In the records below, begin at the line that has "use crate::period::ActivePeriod;" and stop after the line that has "A complete reading."; quote those lines verbatim and nothing more.

==================================================

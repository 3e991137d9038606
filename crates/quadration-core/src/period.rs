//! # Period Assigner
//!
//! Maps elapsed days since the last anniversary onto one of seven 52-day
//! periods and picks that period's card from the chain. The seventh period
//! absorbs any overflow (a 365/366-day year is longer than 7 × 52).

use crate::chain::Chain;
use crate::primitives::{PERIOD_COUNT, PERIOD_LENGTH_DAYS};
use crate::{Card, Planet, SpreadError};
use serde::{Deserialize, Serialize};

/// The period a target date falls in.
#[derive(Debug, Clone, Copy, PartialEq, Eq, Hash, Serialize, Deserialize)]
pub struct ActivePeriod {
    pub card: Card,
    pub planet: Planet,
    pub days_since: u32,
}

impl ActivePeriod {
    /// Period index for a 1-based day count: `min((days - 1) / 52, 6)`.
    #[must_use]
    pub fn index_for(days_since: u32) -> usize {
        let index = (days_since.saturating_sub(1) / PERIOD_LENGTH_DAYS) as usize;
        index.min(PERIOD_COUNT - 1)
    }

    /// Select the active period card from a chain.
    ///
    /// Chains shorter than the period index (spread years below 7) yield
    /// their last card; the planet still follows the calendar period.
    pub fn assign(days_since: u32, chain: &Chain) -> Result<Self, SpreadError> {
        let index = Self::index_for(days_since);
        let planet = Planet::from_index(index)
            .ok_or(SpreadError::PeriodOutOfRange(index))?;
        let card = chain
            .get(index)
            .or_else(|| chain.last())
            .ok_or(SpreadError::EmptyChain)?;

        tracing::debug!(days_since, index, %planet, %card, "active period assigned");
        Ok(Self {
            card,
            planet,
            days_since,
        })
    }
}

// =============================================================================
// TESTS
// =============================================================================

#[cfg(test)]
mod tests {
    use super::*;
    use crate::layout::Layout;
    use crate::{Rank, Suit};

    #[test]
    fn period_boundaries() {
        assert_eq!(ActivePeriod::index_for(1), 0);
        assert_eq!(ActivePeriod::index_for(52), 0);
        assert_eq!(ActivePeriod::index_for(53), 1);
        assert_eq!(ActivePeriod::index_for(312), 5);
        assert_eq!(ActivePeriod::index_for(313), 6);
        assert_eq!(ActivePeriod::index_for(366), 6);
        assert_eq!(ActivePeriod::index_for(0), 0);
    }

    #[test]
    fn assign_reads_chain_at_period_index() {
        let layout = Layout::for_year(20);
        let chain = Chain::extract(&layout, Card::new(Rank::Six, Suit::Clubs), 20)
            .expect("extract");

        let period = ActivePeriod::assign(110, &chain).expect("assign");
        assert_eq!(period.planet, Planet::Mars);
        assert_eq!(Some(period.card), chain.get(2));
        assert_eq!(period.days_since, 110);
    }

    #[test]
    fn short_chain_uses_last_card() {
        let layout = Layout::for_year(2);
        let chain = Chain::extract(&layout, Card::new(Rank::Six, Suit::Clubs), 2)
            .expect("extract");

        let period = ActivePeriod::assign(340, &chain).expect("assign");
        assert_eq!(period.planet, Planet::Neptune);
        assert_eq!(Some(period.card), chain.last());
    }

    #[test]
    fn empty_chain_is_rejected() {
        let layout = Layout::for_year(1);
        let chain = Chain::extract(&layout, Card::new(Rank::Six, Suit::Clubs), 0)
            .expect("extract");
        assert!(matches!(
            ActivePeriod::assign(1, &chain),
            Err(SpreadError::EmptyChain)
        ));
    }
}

==================================================

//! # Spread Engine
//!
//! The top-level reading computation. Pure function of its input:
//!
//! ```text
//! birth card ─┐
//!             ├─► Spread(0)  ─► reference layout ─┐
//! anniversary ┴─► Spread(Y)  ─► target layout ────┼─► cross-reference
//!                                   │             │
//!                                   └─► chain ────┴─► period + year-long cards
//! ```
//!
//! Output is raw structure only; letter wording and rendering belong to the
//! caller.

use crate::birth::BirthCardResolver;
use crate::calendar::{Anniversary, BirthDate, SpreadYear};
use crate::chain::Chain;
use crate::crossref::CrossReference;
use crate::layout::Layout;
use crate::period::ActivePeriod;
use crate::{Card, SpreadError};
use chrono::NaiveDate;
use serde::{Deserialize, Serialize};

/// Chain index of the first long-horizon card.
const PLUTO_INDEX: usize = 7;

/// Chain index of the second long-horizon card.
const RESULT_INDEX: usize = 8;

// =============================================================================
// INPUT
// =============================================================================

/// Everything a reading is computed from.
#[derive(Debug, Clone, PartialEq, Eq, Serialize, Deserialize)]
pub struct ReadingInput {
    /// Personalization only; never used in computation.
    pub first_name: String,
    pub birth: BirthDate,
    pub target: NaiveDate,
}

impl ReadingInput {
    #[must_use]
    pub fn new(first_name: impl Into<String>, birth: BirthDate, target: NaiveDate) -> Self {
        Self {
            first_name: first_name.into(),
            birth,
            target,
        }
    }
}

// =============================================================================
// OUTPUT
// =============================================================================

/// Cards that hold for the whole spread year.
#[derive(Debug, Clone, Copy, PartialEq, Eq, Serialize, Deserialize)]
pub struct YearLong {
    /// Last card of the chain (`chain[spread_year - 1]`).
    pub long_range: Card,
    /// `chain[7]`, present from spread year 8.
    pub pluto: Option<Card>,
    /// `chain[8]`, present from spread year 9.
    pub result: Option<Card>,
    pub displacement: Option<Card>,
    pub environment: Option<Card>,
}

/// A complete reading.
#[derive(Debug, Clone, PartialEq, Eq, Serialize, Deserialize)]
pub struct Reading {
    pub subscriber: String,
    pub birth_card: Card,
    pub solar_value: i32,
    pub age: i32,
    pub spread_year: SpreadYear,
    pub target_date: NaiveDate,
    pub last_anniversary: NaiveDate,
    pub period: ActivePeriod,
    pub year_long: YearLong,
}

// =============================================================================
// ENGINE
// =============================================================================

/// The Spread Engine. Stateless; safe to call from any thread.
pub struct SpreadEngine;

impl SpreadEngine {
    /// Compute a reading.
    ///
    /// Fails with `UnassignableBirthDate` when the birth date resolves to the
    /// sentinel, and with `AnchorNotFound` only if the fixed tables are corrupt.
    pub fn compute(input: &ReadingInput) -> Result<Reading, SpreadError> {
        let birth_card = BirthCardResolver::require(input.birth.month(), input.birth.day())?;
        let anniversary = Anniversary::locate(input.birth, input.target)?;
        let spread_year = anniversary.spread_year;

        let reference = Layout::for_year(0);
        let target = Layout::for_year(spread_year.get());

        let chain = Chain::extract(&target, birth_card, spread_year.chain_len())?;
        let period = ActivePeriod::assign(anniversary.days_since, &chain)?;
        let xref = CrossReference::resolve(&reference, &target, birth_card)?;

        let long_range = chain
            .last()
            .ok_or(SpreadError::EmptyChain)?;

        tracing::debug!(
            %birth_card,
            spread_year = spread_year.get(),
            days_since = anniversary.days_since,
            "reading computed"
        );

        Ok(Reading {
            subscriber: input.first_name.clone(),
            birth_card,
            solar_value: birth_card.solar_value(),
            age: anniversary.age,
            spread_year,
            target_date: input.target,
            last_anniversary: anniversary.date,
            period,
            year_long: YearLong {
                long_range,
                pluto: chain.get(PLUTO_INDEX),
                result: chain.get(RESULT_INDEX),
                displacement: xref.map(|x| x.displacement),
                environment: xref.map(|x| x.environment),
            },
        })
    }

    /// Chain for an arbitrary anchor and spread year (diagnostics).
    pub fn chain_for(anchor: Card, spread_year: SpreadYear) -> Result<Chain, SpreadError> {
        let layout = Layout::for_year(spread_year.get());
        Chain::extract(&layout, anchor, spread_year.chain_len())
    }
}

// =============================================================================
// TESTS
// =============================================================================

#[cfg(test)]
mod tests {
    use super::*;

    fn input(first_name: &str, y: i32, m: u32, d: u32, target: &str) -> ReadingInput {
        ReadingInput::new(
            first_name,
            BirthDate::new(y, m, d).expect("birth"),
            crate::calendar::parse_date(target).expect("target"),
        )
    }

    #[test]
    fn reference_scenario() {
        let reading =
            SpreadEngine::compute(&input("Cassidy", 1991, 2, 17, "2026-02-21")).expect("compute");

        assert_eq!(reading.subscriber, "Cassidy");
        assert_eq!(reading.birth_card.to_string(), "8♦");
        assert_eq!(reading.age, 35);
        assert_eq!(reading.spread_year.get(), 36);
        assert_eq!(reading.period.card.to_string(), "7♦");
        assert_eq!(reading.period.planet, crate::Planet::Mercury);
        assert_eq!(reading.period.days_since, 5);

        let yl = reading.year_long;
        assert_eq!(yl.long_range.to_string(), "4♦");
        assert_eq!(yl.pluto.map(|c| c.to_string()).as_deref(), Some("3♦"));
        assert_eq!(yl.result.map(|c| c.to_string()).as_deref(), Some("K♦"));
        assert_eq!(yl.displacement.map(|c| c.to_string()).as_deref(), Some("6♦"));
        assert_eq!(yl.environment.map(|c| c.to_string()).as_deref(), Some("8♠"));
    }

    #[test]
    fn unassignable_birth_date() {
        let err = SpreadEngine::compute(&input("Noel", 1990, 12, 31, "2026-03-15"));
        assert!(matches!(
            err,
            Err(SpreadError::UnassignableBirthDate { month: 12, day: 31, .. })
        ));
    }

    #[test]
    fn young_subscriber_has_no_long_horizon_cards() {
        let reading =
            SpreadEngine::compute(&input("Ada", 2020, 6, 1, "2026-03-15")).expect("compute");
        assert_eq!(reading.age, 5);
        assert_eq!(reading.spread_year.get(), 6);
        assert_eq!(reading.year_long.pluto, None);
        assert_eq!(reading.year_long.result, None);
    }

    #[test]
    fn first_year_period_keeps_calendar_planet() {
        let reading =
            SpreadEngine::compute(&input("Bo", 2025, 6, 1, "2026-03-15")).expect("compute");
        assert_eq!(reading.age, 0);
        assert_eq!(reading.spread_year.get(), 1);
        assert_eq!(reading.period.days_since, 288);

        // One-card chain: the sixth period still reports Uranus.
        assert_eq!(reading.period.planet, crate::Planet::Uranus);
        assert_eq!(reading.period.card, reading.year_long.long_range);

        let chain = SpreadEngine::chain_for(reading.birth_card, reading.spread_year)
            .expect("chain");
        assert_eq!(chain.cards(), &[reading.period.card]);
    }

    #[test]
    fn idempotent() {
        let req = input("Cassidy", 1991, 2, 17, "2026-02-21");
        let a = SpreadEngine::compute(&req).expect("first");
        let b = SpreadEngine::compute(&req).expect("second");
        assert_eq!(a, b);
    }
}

==================================================

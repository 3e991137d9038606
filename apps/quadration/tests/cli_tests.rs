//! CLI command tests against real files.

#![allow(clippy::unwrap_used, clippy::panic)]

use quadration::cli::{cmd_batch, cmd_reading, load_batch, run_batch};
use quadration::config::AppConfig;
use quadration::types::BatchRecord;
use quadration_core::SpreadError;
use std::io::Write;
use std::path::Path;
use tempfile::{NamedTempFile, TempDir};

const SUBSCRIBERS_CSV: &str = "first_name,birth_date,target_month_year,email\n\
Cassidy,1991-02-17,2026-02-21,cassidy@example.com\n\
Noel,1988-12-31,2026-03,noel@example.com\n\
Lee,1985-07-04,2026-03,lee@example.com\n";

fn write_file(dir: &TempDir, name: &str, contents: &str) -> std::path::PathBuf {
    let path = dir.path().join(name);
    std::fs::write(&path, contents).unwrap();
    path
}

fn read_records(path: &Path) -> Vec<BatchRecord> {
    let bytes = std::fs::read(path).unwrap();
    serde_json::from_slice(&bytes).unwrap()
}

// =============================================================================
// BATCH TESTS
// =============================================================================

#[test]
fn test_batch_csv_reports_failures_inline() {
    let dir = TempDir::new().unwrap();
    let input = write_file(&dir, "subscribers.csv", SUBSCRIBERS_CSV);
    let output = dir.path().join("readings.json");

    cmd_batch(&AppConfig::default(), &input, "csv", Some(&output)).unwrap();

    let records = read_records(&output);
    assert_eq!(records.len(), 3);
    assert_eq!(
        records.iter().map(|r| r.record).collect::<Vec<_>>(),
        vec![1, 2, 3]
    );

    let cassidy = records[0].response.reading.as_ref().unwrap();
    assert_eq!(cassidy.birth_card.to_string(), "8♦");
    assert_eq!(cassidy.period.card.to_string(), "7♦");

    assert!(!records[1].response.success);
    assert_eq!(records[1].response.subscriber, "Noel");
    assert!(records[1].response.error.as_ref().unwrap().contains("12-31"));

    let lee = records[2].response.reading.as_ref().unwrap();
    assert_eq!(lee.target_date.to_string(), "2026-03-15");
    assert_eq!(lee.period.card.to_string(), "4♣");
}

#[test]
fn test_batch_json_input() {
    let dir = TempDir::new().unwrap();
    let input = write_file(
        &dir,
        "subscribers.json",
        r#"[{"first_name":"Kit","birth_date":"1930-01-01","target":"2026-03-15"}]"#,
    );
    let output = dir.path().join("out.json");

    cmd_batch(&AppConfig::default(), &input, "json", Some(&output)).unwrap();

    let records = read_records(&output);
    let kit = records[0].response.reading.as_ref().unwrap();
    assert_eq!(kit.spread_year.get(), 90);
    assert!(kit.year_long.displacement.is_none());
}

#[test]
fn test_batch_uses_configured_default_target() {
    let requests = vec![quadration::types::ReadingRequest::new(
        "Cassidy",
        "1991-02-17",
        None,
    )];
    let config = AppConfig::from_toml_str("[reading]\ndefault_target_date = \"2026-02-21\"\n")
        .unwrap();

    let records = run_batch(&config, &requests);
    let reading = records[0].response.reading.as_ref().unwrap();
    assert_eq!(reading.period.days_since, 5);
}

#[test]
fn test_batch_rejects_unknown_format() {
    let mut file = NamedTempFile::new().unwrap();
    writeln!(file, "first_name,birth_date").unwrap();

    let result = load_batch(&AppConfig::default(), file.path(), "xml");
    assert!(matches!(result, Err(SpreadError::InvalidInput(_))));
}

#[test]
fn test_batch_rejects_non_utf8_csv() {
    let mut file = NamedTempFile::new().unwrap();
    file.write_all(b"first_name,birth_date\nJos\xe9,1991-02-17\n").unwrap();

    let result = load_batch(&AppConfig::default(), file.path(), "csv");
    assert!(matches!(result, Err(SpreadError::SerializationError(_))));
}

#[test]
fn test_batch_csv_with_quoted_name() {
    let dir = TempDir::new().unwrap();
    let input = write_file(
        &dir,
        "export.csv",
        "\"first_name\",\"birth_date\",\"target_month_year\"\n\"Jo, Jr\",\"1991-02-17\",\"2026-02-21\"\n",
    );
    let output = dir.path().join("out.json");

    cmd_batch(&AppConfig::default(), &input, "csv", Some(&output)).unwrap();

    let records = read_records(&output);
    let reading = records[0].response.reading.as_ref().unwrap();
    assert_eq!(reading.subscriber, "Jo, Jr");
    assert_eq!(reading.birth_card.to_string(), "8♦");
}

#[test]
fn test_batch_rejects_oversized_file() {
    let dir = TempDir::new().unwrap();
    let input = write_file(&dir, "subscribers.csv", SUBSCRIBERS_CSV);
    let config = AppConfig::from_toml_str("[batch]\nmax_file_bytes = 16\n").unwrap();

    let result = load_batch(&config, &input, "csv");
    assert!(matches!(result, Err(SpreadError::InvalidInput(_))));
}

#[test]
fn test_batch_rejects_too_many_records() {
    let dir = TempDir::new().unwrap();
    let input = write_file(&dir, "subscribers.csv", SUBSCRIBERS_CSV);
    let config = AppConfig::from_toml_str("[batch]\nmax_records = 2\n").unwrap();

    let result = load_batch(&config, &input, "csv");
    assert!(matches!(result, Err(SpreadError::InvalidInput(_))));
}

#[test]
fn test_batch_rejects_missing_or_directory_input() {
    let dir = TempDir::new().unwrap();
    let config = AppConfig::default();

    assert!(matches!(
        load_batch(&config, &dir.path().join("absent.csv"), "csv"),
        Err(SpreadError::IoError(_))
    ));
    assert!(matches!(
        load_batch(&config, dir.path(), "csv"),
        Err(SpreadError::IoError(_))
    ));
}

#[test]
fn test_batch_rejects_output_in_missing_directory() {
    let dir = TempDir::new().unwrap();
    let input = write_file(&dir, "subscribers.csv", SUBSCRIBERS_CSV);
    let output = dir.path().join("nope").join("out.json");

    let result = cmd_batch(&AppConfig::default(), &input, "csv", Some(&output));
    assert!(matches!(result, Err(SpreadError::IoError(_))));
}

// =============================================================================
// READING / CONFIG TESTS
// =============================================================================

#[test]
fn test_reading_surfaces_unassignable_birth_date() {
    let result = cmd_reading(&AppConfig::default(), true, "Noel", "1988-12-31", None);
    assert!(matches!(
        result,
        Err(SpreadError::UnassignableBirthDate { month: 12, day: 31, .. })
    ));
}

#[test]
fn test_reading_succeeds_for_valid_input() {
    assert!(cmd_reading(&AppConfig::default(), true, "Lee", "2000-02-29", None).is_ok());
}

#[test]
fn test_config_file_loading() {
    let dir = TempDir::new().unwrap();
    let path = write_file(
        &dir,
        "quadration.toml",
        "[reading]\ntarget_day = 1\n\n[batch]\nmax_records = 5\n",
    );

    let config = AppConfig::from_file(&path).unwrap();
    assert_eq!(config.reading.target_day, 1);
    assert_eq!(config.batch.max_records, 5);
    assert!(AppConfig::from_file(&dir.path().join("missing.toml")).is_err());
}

==================================================

## SOLUTION
use crate::period::ActivePeriod;
use crate::{Card, SpreadError};
use chrono::NaiveDate;
use serde::{Deserialize, Serialize};

/// Chain index of the first long-horizon card.
const PLUTO_INDEX: usize = 7;

/// Chain index of the second long-horizon card.
const RESULT_INDEX: usize = 8;

// =============================================================================
// INPUT
// =============================================================================

/// Everything a reading is computed from.
#[derive(Debug, Clone, PartialEq, Eq, Serialize, Deserialize)]
pub struct ReadingInput {
    /// Personalization only; never used in computation.
    pub first_name: String,
    pub birth: BirthDate,
    pub target: NaiveDate,
}

impl ReadingInput {
    #[must_use]
    pub fn new(first_name: impl Into<String>, birth: BirthDate, target: NaiveDate) -> Self {
        Self {
            first_name: first_name.into(),
            birth,
            target,
        }
    }
}

// =============================================================================
// OUTPUT
// =============================================================================

/// Cards that hold for the whole spread year.
#[derive(Debug, Clone, Copy, PartialEq, Eq, Serialize, Deserialize)]
pub struct YearLong {
    /// Last card of the chain (`chain[spread_year - 1]`).
    pub long_range: Card,
    /// `chain[7]`, present from spread year 8.
    pub pluto: Option<Card>,
    /// `chain[8]`, present from spread year 9.
    pub result: Option<Card>,
    pub displacement: Option<Card>,
    pub environment: Option<Card>,
}

/// A complete reading.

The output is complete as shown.